BEGIN Records provided

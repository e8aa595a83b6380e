//! Motor state and step geometry.
//!
//! This module holds the single mutable [`MotorState`] entity owned by the
//! motion controller, plus the microstep/frequency math that converts
//! between degrees, steps, RPM, and pulse frequency.
//!
//! # Step geometry
//!
//! The motor has 200 full steps per revolution. At a microstep ratio `r`
//! one pulse advances the platform by `360 / (200 * r)` degrees:
//!
//! ```rust
//! use rotaplate::Microstep;
//!
//! assert_eq!(Microstep::X32.step_resolution_degrees(), 360.0 / 6400.0);
//! assert_eq!(Microstep::X1.step_resolution_degrees(), 1.8);
//! ```

use crate::traits::Direction;

/// Full motor steps per revolution (1.8 degree stepper).
pub const FULL_STEPS_PER_REV: u32 = 200;

/// Angular position the platform is reset to when the reference sensor
/// fires during a seek.
pub const DEFAULT_REFERENCE_POSITION: f64 = 90.0;

/// RPM used to derive the per-ratio default pulse frequency after a
/// microstep change.
pub const DEFAULT_RPM: u32 = 18;

/// Fixed slow pulse frequency used while seeking the reference.
pub const SEEK_FREQUENCY_HZ: u32 = 500;

/// PWM duty used whenever the pulse train is running (50% of 255).
pub const RUN_DUTY: u8 = 128;

/// Settle pause between disabling pulses and re-enabling them with a new
/// direction or frequency, so the driver latches DIR before the first
/// pulse.
pub const DIRECTION_SETTLE_MS: u32 = 50;

// ============================================================================
// Microstep ratio
// ============================================================================

/// Driver microstep configuration.
///
/// One of the six subdivision ratios supported by DRV8825-class drivers.
/// The ratio determines the step resolution and, through it, the pulse
/// frequency needed for a given RPM.
///
/// # Persisted encoding
///
/// Configuration files store the ratio as a code 0-5
/// (0 = full step, 5 = 1/32), see [`Microstep::from_code`].
#[derive(Clone, Copy, Debug, PartialEq, Eq)]
#[cfg_attr(feature = "serde", derive(serde::Serialize, serde::Deserialize))]
pub enum Microstep {
    /// Full step (1.8 degrees per pulse).
    X1,
    /// Half step.
    X2,
    /// Quarter step.
    X4,
    /// Eighth step.
    X8,
    /// Sixteenth step.
    X16,
    /// Thirty-second step (finest resolution, 0.05625 degrees).
    X32,
}

impl Default for Microstep {
    /// The maximal ratio, matching controller startup.
    fn default() -> Self {
        Microstep::X32
    }
}

impl Microstep {
    /// The subdivision ratio as a plain integer.
    #[inline]
    pub const fn ratio(&self) -> u32 {
        match self {
            Microstep::X1 => 1,
            Microstep::X2 => 2,
            Microstep::X4 => 4,
            Microstep::X8 => 8,
            Microstep::X16 => 16,
            Microstep::X32 => 32,
        }
    }

    /// Degrees advanced by one pulse at this ratio: `360 / (200 * ratio)`.
    #[inline]
    pub fn step_resolution_degrees(&self) -> f64 {
        360.0 / (FULL_STEPS_PER_REV as f64 * self.ratio() as f64)
    }

    /// The default pulse frequency applied after switching to this ratio.
    ///
    /// Chosen so every ratio starts at [`DEFAULT_RPM`]:
    /// `DEFAULT_RPM * 200 * ratio / 60`, i.e. 60 Hz per unit of ratio.
    #[inline]
    pub const fn default_frequency_hz(&self) -> u32 {
        DEFAULT_RPM * FULL_STEPS_PER_REV * self.ratio() / 60
    }

    /// The persisted numeric code (0 = full step .. 5 = 1/32).
    #[inline]
    pub const fn as_code(&self) -> u8 {
        match self {
            Microstep::X1 => 0,
            Microstep::X2 => 1,
            Microstep::X4 => 2,
            Microstep::X8 => 3,
            Microstep::X16 => 4,
            Microstep::X32 => 5,
        }
    }

    /// Parse the persisted numeric code.
    ///
    /// # Examples
    ///
    /// ```
    /// use rotaplate::Microstep;
    ///
    /// assert_eq!(Microstep::from_code(0), Some(Microstep::X1));
    /// assert_eq!(Microstep::from_code(5), Some(Microstep::X32));
    /// assert_eq!(Microstep::from_code(6), None);
    /// ```
    pub const fn from_code(code: u8) -> Option<Self> {
        match code {
            0 => Some(Microstep::X1),
            1 => Some(Microstep::X2),
            2 => Some(Microstep::X4),
            3 => Some(Microstep::X8),
            4 => Some(Microstep::X16),
            5 => Some(Microstep::X32),
            _ => None,
        }
    }

    /// Parse a raw subdivision ratio (1, 2, 4, 8, 16, 32).
    pub const fn from_ratio(ratio: u32) -> Option<Self> {
        match ratio {
            1 => Some(Microstep::X1),
            2 => Some(Microstep::X2),
            4 => Some(Microstep::X4),
            8 => Some(Microstep::X8),
            16 => Some(Microstep::X16),
            32 => Some(Microstep::X32),
            _ => None,
        }
    }
}

// ============================================================================
// Frequency / RPM conversions
// ============================================================================

/// Pulse frequency needed to turn at `rpm` at the given microstep ratio.
///
/// `round(360 * rpm / (step_resolution * 60))`, which reduces to
/// `round(rpm * 200 * ratio / 60)`.
///
/// # Examples
///
/// ```
/// use rotaplate::state::frequency_for_rpm;
/// use rotaplate::Microstep;
///
/// // 18.75 RPM at 1/32 is the classic 2000 Hz
/// assert_eq!(frequency_for_rpm(18.75, Microstep::X32), 2000);
/// ```
pub fn frequency_for_rpm(rpm: f64, microstep: Microstep) -> u32 {
    let res = microstep.step_resolution_degrees();
    round_half_up(360.0 * rpm / (res * 60.0)) as u32
}

/// RPM achieved by a pulse frequency at the given microstep ratio.
///
/// Inverse of [`frequency_for_rpm`] up to integer rounding:
/// `resolution * frequency * 60 / 360`.
pub fn rpm_for_frequency(hz: u32, microstep: Microstep) -> f64 {
    microstep.step_resolution_degrees() * hz as f64 * 60.0 / 360.0
}

// f64::round is not available without std; inputs here are always
// non-negative frequencies.
#[inline]
fn round_half_up(x: f64) -> f64 {
    (x + 0.5) as i64 as f64
}

// ============================================================================
// Motion kind
// ============================================================================

/// What the platform is currently doing.
///
/// At most one motion is active at any time; [`Idle`](Self::Idle) is the
/// only state from which a new motion is accepted, and the only state in
/// which the microstep configuration may change.
#[derive(Clone, Copy, Debug, PartialEq, Eq, Default)]
#[cfg_attr(feature = "serde", derive(serde::Serialize, serde::Deserialize))]
#[cfg_attr(feature = "serde", serde(rename_all = "snake_case"))]
pub enum MotionKind {
    /// No motion active; commands are accepted.
    #[default]
    Idle,
    /// Free-running pulse train with no step budget; position is not
    /// tracked.
    Continuous,
    /// Slow forward run until the reference sensor fires.
    SeekReference,
    /// Bounded move with a pending-step budget.
    MoveTo,
}

impl MotionKind {
    /// Lowercase name for status reporting.
    pub const fn as_str(&self) -> &'static str {
        match self {
            MotionKind::Idle => "idle",
            MotionKind::Continuous => "continuous",
            MotionKind::SeekReference => "seek_reference",
            MotionKind::MoveTo => "move_to",
        }
    }

    /// True for every variant except `Idle`.
    #[inline]
    pub const fn is_active(&self) -> bool {
        !matches!(self, MotionKind::Idle)
    }
}

// ============================================================================
// Motor state
// ============================================================================

/// The single mutable motor entity, exclusively owned by the controller.
///
/// Holds logical position, motion bookkeeping, and the speed/microstep
/// configuration. All mutation happens through
/// [`MotionController`](crate::MotionController) operations and its
/// step-edge handler; nothing else may touch this struct.
#[derive(Clone, Debug)]
pub struct MotorState {
    /// Logical angular position in degrees. Conceptually [0, 360) but not
    /// wrapped; slow monotonic drift is expected and corrected by
    /// reference seeks.
    pub position: f64,
    /// Direction of the current or next run.
    pub direction: Direction,
    /// Driver microstep configuration.
    pub microstep: Microstep,
    /// Pulse frequency for normal runs, derived from the demanded RPM.
    pub pulse_frequency_hz: u32,
    /// Current motion variant.
    pub motion_kind: MotionKind,
    /// Steps remaining for a bounded move. Meaningless outside `MoveTo`.
    pub pending_steps: u32,
    /// Whether step edges adjust `position`. True for `MoveTo` and
    /// `SeekReference`, false for `Continuous`.
    pub update_position_on_step: bool,
}

impl Default for MotorState {
    fn default() -> Self {
        let microstep = Microstep::default();
        Self {
            position: DEFAULT_REFERENCE_POSITION,
            direction: Direction::Forward,
            microstep,
            pulse_frequency_hz: microstep.default_frequency_hz(),
            motion_kind: MotionKind::Idle,
            pending_steps: 0,
            update_position_on_step: false,
        }
    }
}

impl MotorState {
    /// Degrees advanced per pulse at the current microstep configuration.
    #[inline]
    pub fn step_resolution_degrees(&self) -> f64 {
        self.microstep.step_resolution_degrees()
    }

    /// Demanded speed in RPM, recovered from the configured frequency.
    #[inline]
    pub fn rpm(&self) -> f64 {
        rpm_for_frequency(self.pulse_frequency_hz, self.microstep)
    }
}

END Records provided

_What is expected_
Pick out every line above that holds the word "fires" and copy it.

_Expected output_
/// fires during a seek.
    /// Slow forward run until the reference sensor fires.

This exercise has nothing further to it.